Data records:
use particle_engine::config::ParticleConfig;
use particle_engine::core::{init_logging, ParticleResult};
use particle_engine::particles::{ActorFactory, Emitter, EmitterStatus, GeneratorParams};
use particle_engine::scene::{Actor, Stage};

const FRAME_TIME: f32 = 1.0 / 60.0;
const MAX_FRAMES: u32 = 60 * 60;

fn run(config: &ParticleConfig) -> ParticleResult<u32> {
    let mut stage = Stage::new();
    let mut emitter = Emitter::spawn(&mut stage, Actor::new("emitter"), None)?
        .with_gravity(config.emitter.gravity);
    emitter.on_particles_end(|| tracing::info!(target: "particles", "All particles finished"));

    let params = GeneratorParams::from_config(&config.generator, "actor");
    let mut rng = rand::thread_rng();
    emitter.generate_explosion(&mut stage, &ActorFactory::new(), &params, &mut rng)?;

    let mut frames = 0;
    while frames < MAX_FRAMES {
        frames += 1;
        if emitter.update(&mut stage, FRAME_TIME)? == EmitterStatus::Finished {
            break;
        }
        if frames % 30 == 0 {
            let stats = emitter.stats();
            tracing::info!(
                target: "particles",
                "frame {}: {} active, {} pending",
                frames,
                stats.active,
                stats.pending
            );
        }
    }
    Ok(frames)
}

fn main() {
    let mut config = ParticleConfig::load_or_default();
    config.apply_env_overrides();
    init_logging(&config.logging);

    if let Err(e) = config.validate() {
        eprintln!("Invalid configuration: {}", e);
        std::process::exit(1);
    }

    match run(&config) {
        Ok(frames) => tracing::info!(target: "particles", "Simulation ended after {} frames", frames),
        Err(e) => {
            eprintln!("Simulation failed: {}", e);
            std::process::exit(1);
        }
    }
}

Exercise:
Go through the records above and return every line that holds the string "exit".

Task answer:
        std::process::exit(1);
            std::process::exit(1);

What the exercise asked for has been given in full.